Task: Every line in the entries that holds "failed" should be identified and copied.

BEGIN Source material

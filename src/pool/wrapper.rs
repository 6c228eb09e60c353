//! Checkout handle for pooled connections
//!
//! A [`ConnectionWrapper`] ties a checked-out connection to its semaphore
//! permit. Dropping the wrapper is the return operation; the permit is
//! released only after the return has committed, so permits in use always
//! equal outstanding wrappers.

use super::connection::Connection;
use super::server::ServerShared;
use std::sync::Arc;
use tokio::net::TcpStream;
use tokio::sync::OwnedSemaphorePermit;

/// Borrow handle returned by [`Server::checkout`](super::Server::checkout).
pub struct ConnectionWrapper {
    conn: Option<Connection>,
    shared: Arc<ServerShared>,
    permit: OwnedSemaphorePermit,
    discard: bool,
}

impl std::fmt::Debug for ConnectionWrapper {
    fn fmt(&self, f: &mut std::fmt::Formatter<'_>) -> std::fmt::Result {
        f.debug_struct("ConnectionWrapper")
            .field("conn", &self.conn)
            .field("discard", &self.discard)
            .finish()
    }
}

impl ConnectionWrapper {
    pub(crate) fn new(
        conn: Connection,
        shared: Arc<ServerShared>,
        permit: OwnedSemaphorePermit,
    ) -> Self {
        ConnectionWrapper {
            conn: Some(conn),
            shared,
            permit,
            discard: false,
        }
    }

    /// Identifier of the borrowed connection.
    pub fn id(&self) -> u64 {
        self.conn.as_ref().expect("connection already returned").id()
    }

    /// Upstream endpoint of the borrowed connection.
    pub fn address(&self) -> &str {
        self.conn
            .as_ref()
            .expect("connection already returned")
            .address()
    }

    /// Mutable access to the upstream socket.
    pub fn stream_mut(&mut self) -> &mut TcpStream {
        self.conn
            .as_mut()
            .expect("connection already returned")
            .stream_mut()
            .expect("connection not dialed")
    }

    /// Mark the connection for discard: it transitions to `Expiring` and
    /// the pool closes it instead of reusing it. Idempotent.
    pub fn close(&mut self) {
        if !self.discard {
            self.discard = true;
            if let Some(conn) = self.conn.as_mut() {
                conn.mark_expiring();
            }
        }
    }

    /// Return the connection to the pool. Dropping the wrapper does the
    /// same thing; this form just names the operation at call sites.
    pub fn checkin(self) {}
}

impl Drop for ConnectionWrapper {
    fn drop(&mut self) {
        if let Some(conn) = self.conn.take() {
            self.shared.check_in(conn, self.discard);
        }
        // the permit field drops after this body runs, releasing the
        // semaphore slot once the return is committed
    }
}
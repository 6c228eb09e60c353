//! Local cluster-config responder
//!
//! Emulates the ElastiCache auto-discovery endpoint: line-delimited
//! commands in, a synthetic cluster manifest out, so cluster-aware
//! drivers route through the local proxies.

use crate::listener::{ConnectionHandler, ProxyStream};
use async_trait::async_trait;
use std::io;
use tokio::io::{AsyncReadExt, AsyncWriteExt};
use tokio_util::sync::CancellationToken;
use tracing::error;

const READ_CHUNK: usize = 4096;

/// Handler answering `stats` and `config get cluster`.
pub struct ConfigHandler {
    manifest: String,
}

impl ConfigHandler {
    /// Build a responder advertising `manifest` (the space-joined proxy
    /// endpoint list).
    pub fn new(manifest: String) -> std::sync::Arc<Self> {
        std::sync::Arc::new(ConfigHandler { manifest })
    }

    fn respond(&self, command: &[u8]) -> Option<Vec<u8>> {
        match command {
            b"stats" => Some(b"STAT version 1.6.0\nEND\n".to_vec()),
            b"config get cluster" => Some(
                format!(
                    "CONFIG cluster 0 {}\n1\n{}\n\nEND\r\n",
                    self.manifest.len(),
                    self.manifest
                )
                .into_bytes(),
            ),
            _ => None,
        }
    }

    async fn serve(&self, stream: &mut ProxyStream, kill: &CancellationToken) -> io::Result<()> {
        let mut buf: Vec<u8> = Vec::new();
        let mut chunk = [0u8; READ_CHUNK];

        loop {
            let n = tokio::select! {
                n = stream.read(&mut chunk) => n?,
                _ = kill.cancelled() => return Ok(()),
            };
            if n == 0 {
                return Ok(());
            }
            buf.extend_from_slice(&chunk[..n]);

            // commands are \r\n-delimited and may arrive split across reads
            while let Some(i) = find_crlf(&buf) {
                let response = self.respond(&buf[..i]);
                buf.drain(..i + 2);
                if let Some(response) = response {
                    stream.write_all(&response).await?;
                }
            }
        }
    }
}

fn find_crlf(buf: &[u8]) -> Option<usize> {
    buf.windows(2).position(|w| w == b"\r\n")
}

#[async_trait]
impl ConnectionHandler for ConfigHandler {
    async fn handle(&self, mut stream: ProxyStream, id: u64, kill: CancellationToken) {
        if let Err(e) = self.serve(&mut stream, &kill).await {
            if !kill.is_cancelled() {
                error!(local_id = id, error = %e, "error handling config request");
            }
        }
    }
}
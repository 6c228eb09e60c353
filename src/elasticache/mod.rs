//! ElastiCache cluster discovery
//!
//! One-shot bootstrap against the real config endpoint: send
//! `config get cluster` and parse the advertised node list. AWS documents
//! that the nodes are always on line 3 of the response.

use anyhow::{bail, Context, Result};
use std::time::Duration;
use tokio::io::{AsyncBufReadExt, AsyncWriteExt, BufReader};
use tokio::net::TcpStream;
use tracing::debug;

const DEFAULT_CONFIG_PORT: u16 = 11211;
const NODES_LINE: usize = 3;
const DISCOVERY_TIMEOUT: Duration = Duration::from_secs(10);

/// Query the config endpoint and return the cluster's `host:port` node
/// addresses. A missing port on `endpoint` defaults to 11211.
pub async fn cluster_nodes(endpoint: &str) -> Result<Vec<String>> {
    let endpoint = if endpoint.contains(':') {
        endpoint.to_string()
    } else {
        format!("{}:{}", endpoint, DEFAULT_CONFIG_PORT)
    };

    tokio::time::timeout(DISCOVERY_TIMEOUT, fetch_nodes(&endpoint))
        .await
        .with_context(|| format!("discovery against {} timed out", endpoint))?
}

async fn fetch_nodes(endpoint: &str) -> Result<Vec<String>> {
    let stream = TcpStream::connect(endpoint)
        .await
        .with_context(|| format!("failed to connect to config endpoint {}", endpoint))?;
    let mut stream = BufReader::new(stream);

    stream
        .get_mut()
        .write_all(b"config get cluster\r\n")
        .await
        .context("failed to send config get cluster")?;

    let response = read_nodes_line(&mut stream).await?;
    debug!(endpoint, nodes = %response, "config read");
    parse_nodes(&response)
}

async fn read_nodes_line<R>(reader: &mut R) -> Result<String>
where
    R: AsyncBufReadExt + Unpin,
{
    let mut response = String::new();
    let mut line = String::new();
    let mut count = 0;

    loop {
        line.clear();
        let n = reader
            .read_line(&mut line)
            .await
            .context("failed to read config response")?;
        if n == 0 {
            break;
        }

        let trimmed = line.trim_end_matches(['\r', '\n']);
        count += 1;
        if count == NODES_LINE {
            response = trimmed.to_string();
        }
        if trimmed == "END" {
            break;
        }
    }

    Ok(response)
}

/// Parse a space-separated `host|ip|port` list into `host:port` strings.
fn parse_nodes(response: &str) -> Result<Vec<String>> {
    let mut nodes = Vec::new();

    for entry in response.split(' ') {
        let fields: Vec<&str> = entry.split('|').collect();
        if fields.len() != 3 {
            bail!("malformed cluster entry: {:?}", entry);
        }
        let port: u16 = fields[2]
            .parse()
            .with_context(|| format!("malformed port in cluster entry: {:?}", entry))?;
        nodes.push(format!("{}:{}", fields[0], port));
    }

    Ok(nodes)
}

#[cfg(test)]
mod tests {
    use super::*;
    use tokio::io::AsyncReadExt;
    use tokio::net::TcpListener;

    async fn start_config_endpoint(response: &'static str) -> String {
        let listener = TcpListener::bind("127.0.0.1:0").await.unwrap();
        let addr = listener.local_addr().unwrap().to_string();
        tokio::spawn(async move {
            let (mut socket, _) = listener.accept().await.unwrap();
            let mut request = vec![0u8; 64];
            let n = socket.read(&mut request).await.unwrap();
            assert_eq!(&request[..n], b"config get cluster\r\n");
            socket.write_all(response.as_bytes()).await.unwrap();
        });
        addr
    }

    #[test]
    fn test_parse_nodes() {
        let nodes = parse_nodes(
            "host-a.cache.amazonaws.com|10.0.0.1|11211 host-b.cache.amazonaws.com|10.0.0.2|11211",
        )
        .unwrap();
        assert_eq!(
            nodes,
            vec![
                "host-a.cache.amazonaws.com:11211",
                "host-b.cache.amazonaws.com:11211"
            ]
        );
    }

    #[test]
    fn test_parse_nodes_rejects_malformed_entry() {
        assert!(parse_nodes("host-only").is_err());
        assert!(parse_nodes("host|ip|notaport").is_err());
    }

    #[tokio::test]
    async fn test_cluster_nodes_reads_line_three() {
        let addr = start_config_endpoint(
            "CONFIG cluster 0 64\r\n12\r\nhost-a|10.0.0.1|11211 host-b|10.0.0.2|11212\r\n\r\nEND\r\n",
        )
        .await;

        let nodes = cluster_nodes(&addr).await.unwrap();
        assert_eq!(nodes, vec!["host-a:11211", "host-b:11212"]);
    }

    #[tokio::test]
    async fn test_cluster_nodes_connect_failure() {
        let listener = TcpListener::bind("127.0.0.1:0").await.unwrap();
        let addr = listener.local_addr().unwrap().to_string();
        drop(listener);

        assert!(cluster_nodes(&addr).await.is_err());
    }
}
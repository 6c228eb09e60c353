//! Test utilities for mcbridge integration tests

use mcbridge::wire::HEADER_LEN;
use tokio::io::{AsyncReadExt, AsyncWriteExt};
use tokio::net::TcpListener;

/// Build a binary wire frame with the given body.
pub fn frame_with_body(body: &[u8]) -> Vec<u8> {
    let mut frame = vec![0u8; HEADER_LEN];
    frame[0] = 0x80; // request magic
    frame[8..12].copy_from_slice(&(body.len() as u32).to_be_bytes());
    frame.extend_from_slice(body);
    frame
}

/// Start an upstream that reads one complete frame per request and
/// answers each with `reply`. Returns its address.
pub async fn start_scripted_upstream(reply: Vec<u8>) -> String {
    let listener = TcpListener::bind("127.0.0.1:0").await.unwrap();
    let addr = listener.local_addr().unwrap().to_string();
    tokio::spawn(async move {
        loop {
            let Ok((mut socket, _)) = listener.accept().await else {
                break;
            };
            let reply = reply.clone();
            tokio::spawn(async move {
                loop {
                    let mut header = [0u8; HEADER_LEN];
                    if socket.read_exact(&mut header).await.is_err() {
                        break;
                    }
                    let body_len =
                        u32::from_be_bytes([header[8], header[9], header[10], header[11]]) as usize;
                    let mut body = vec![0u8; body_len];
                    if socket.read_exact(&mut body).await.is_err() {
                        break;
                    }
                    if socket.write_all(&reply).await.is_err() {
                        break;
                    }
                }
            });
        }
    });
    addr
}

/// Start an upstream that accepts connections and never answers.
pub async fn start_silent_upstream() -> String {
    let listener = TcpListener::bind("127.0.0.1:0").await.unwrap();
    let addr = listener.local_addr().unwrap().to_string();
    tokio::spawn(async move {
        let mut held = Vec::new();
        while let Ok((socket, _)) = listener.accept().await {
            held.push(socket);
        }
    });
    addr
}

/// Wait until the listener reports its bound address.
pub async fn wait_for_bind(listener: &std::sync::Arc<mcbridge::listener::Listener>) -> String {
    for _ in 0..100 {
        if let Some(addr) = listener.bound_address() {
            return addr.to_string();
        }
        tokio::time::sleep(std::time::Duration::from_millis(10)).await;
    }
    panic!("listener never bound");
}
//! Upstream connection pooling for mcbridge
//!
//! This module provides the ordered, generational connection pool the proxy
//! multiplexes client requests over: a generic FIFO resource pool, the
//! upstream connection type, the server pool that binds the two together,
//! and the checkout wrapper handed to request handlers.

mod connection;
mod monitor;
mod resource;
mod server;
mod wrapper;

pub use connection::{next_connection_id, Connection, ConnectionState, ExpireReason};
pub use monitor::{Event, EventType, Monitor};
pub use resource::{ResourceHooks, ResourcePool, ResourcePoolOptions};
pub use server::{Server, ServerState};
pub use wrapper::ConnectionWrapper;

END Source material

Problem solution:
        .with_context(|| format!("failed to connect to config endpoint {}", endpoint))?;
        .context("failed to send config get cluster")?;
            .context("failed to read config response")?;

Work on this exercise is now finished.